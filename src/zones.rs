//! Taxi zone lookup registry for O(1) zone name lookups.
//!
//! Loads the static TLC zone lookup table and indexes it by location id.
//! The table is read-only reference data joined in for display only.

use crate::constants::zone_columns;
use crate::error::{Result, TaxiError};
use polars::prelude::*;
use std::collections::HashMap;
use std::path::{Path, PathBuf};
use tracing::debug;

/// A single taxi zone from the TLC lookup table
#[derive(Debug, Clone, PartialEq, Eq)]
pub struct Zone {
    pub location_id: i64,
    pub borough: String,
    pub zone: String,
    pub service_zone: String,
}

/// Zone registry providing O(1) zone metadata lookups
#[derive(Debug, Clone)]
pub struct ZoneRegistry {
    /// Zone metadata indexed by location id
    zones: HashMap<i64, Zone>,

    /// Path the lookup table was loaded from
    source_path: PathBuf,
}

impl ZoneRegistry {
    /// Load the registry from a TLC zone lookup CSV
    pub fn load(path: &Path) -> Result<Self> {
        if !path.exists() {
            return Err(TaxiError::ZoneLookupNotFound {
                path: path.to_path_buf(),
            });
        }

        let df = CsvReadOptions::default()
            .with_has_header(true)
            .try_into_reader_with_file_path(Some(path.to_path_buf()))?
            .finish()?;

        for column in [
            zone_columns::LOCATION_ID,
            zone_columns::BOROUGH,
            zone_columns::ZONE,
            zone_columns::SERVICE_ZONE,
        ] {
            if df.column(column).is_err() {
                return Err(TaxiError::missing_column(column, path));
            }
        }

        let ids = df
            .column(zone_columns::LOCATION_ID)?
            .cast(&DataType::Int64)?;
        let ids = ids.as_materialized_series().i64()?.clone();
        let boroughs = df.column(zone_columns::BOROUGH)?.as_materialized_series().clone();
        let names = df.column(zone_columns::ZONE)?.as_materialized_series().clone();
        let service = df
            .column(zone_columns::SERVICE_ZONE)?
            .as_materialized_series()
            .clone();

        let boroughs = boroughs.str()?;
        let names = names.str()?;
        let service = service.str()?;

        let mut zones = HashMap::with_capacity(df.height());
        for idx in 0..df.height() {
            let Some(location_id) = ids.get(idx) else {
                continue;
            };
            zones.insert(
                location_id,
                Zone {
                    location_id,
                    borough: boroughs.get(idx).unwrap_or("Unknown").to_string(),
                    zone: names.get(idx).unwrap_or("Unknown").to_string(),
                    service_zone: service.get(idx).unwrap_or("Unknown").to_string(),
                },
            );
        }

        debug!("Loaded {} zones from {}", zones.len(), path.display());

        Ok(Self {
            zones,
            source_path: path.to_path_buf(),
        })
    }

    /// Create an empty registry, used when no lookup table is available
    pub fn empty() -> Self {
        Self {
            zones: HashMap::new(),
            source_path: PathBuf::new(),
        }
    }

    /// Get zone metadata by location id (O(1) lookup)
    pub fn get(&self, location_id: i64) -> Option<&Zone> {
        self.zones.get(&location_id)
    }

    /// Display name for a location id, falling back to `Zone <id>` for
    /// ids missing from the lookup table
    pub fn name_for(&self, location_id: i64) -> String {
        match self.zones.get(&location_id) {
            Some(zone) => zone.zone.clone(),
            None => format!("Zone {}", location_id),
        }
    }

    /// Number of zones in the registry
    pub fn zone_count(&self) -> usize {
        self.zones.len()
    }

    /// Path the registry was loaded from
    pub fn source_path(&self) -> &Path {
        &self.source_path
    }
}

● ● ● ● ●

* **WORK REQUEST**
Transcribe the lines above precisely, keeping each one unchanged.

* **RESULT OF THE TASK**
filename src/zones.rs
//! Taxi zone lookup registry for O(1) zone name lookups.
//!
//! Loads the static TLC zone lookup table and indexes it by location id.
//! The table is read-only reference data joined in for display only.

use crate::constants::zone_columns;
use crate::error::{Result, TaxiError};
use polars::prelude::*;
use std::collections::HashMap;
use std::path::{Path, PathBuf};
use tracing::debug;

/// A single taxi zone from the TLC lookup table
#[derive(Debug, Clone, PartialEq, Eq)]
pub struct Zone {
    pub location_id: i64,
    pub borough: String,
    pub zone: String,
    pub service_zone: String,
}

/// Zone registry providing O(1) zone metadata lookups
#[derive(Debug, Clone)]
pub struct ZoneRegistry {
    /// Zone metadata indexed by location id
    zones: HashMap<i64, Zone>,

    /// Path the lookup table was loaded from
    source_path: PathBuf,
}

impl ZoneRegistry {
    /// Load the registry from a TLC zone lookup CSV
    pub fn load(path: &Path) -> Result<Self> {
        if !path.exists() {
            return Err(TaxiError::ZoneLookupNotFound {
                path: path.to_path_buf(),
            });
        }

        let df = CsvReadOptions::default()
            .with_has_header(true)
            .try_into_reader_with_file_path(Some(path.to_path_buf()))?
            .finish()?;

        for column in [
            zone_columns::LOCATION_ID,
            zone_columns::BOROUGH,
            zone_columns::ZONE,
            zone_columns::SERVICE_ZONE,
        ] {
            if df.column(column).is_err() {
                return Err(TaxiError::missing_column(column, path));
            }
        }

        let ids = df
            .column(zone_columns::LOCATION_ID)?
            .cast(&DataType::Int64)?;
        let ids = ids.as_materialized_series().i64()?.clone();
        let boroughs = df.column(zone_columns::BOROUGH)?.as_materialized_series().clone();
        let names = df.column(zone_columns::ZONE)?.as_materialized_series().clone();
        let service = df
            .column(zone_columns::SERVICE_ZONE)?
            .as_materialized_series()
            .clone();

        let boroughs = boroughs.str()?;
        let names = names.str()?;
        let service = service.str()?;

        let mut zones = HashMap::with_capacity(df.height());
        for idx in 0..df.height() {
            let Some(location_id) = ids.get(idx) else {
                continue;
            };
            zones.insert(
                location_id,
                Zone {
                    location_id,
                    borough: boroughs.get(idx).unwrap_or("Unknown").to_string(),
                    zone: names.get(idx).unwrap_or("Unknown").to_string(),
                    service_zone: service.get(idx).unwrap_or("Unknown").to_string(),
                },
            );
        }

        debug!("Loaded {} zones from {}", zones.len(), path.display());

        Ok(Self {
            zones,
            source_path: path.to_path_buf(),
        })
    }

    /// Create an empty registry, used when no lookup table is available
    pub fn empty() -> Self {
        Self {
            zones: HashMap::new(),
            source_path: PathBuf::new(),
        }
    }

    /// Get zone metadata by location id (O(1) lookup)
    pub fn get(&self, location_id: i64) -> Option<&Zone> {
        self.zones.get(&location_id)
    }

    /// Display name for a location id, falling back to `Zone <id>` for
    /// ids missing from the lookup table
    pub fn name_for(&self, location_id: i64) -> String {
        match self.zones.get(&location_id) {
            Some(zone) => zone.zone.clone(),
            None => format!("Zone {}", location_id),
        }
    }

    /// Number of zones in the registry
    pub fn zone_count(&self) -> usize {
        self.zones.len()
    }

    /// Path the registry was loaded from
    pub fn source_path(&self) -> &Path {
        &self.source_path
    }
}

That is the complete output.